→ **Excerpted data**:
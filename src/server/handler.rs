//! Handler type erasure and the per-message-type registry.

use std::collections::HashMap;
use std::future::Future;
use std::pin::Pin;
use std::sync::atomic::{AtomicU64, Ordering};
use std::sync::{Arc, Mutex};

use bytes::Bytes;
use serde::de::DeserializeOwned;
use serde::Serialize;

use crate::{lock_ignore_poison, Envelope, MessageType, Result, RpcError};

pub(crate) type BoxFuture<'a, T> = Pin<Box<dyn Future<Output = T> + Send + 'a>>;

/// Reply produced by a handler: `Some(payload)` answers the message,
/// `None` leaves it unanswered.
pub type HandlerReply = Option<Bytes>;

/// Type-erased async handler.
pub(crate) trait HandlerFn: Send + Sync {
    fn call(&self, envelope: Envelope) -> BoxFuture<'static, Result<HandlerReply>>;
}

impl<F, Fut> HandlerFn for F
where
    F: Fn(Envelope) -> Fut + Send + Sync + 'static,
    Fut: Future<Output = Result<HandlerReply>> + Send + 'static,
{
    fn call(&self, envelope: Envelope) -> BoxFuture<'static, Result<HandlerReply>> {
        Box::pin((self)(envelope))
    }
}

/// Wrap a typed serde_json handler into a raw one.
///
/// The payload is deserialized into `TReq`; the handler's `TResp` is
/// serialized back into the reply payload. Messages without a payload
/// deserialize from JSON `null`.
pub(crate) fn wrap_json_handler<F, Fut, TReq, TResp>(
    handler: F,
) -> impl Fn(Envelope) -> BoxFuture<'static, Result<HandlerReply>> + Send + Sync + 'static
where
    F: Fn(TReq) -> Fut + Send + Sync + Clone + 'static,
    Fut: Future<Output = Result<TResp>> + Send + 'static,
    TReq: DeserializeOwned + Send + 'static,
    TResp: Serialize + Send + 'static,
{
    // ---
    move |envelope: Envelope| {
        let handler = handler.clone();
        let fut = async move {
            // ---
            let req: TReq = match envelope.payload() {
                Some(payload) if !payload.is_empty() => serde_json::from_slice(payload)?,
                _ => serde_json::from_value(serde_json::Value::Null)?,
            };

            let resp = handler(req).await?;
            let bytes = serde_json::to_vec(&resp)?;
            Ok(Some(Bytes::from(bytes)))
        };

        Box::pin(fut) as BoxFuture<'static, Result<HandlerReply>>
    }
}

/// Identifies one registration, for [`Dispatcher::unregister_handler`](crate::Dispatcher::unregister_handler).
#[derive(Debug, Clone, Copy, PartialEq, Eq, Hash)]
pub struct HandlerId(u64);

type HandlerList = Vec<(HandlerId, Arc<dyn HandlerFn>)>;

/// Message type → handlers, in registration order.
#[derive(Default)]
pub(crate) struct HandlerRegistry {
    handlers: Mutex<HashMap<MessageType, HandlerList>>,
    next_id: AtomicU64,
}

impl HandlerRegistry {
    // ---

    pub(crate) fn register(
        &self,
        message_type: MessageType,
        handler: Arc<dyn HandlerFn>,
    ) -> Result<HandlerId> {
        // ---
        if message_type.is_reply() {
            return Err(RpcError::invalid_argument(format!(
                "{message_type} messages are routed by correlation key, not to handlers"
            )));
        }

        let id = HandlerId(self.next_id.fetch_add(1, Ordering::Relaxed));
        lock_ignore_poison(&self.handlers)
            .entry(message_type)
            .or_default()
            .push((id, handler));
        Ok(id)
    }

    pub(crate) fn unregister(&self, message_type: MessageType, id: HandlerId) -> bool {
        // ---
        let mut handlers = lock_ignore_poison(&self.handlers);
        let Some(list) = handlers.get_mut(&message_type) else {
            return false;
        };

        let before = list.len();
        list.retain(|(existing, _)| *existing != id);
        let removed = list.len() != before;

        if list.is_empty() {
            handlers.remove(&message_type);
        }
        removed
    }

    /// Snapshot of the handlers for `message_type`, taken under the lock so
    /// invocation can happen without it.
    pub(crate) fn snapshot(&self, message_type: MessageType) -> HandlerList {
        lock_ignore_poison(&self.handlers)
            .get(&message_type)
            .cloned()
            .unwrap_or_default()
    }

    pub(crate) fn count(&self, message_type: MessageType) -> usize {
        lock_ignore_poison(&self.handlers)
            .get(&message_type)
            .map_or(0, Vec::len)
    }
}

→ **Work to complete**: Up to and including the line that holds "let req: TReq", reproduce the records above exactly from their first line, and give nothing else.

→ **Output below**:
filename src/server/handler.rs
//! Handler type erasure and the per-message-type registry.

use std::collections::HashMap;
use std::future::Future;
use std::pin::Pin;
use std::sync::atomic::{AtomicU64, Ordering};
use std::sync::{Arc, Mutex};

use bytes::Bytes;
use serde::de::DeserializeOwned;
use serde::Serialize;

use crate::{lock_ignore_poison, Envelope, MessageType, Result, RpcError};

pub(crate) type BoxFuture<'a, T> = Pin<Box<dyn Future<Output = T> + Send + 'a>>;

/// Reply produced by a handler: `Some(payload)` answers the message,
/// `None` leaves it unanswered.
pub type HandlerReply = Option<Bytes>;

/// Type-erased async handler.
pub(crate) trait HandlerFn: Send + Sync {
    fn call(&self, envelope: Envelope) -> BoxFuture<'static, Result<HandlerReply>>;
}

impl<F, Fut> HandlerFn for F
where
    F: Fn(Envelope) -> Fut + Send + Sync + 'static,
    Fut: Future<Output = Result<HandlerReply>> + Send + 'static,
{
    fn call(&self, envelope: Envelope) -> BoxFuture<'static, Result<HandlerReply>> {
        Box::pin((self)(envelope))
    }
}

/// Wrap a typed serde_json handler into a raw one.
///
/// The payload is deserialized into `TReq`; the handler's `TResp` is
/// serialized back into the reply payload. Messages without a payload
/// deserialize from JSON `null`.
pub(crate) fn wrap_json_handler<F, Fut, TReq, TResp>(
    handler: F,
) -> impl Fn(Envelope) -> BoxFuture<'static, Result<HandlerReply>> + Send + Sync + 'static
where
    F: Fn(TReq) -> Fut + Send + Sync + Clone + 'static,
    Fut: Future<Output = Result<TResp>> + Send + 'static,
    TReq: DeserializeOwned + Send + 'static,
    TResp: Serialize + Send + 'static,
{
    // ---
    move |envelope: Envelope| {
        let handler = handler.clone();
        let fut = async move {
            // ---
            let req: TReq = match envelope.payload() {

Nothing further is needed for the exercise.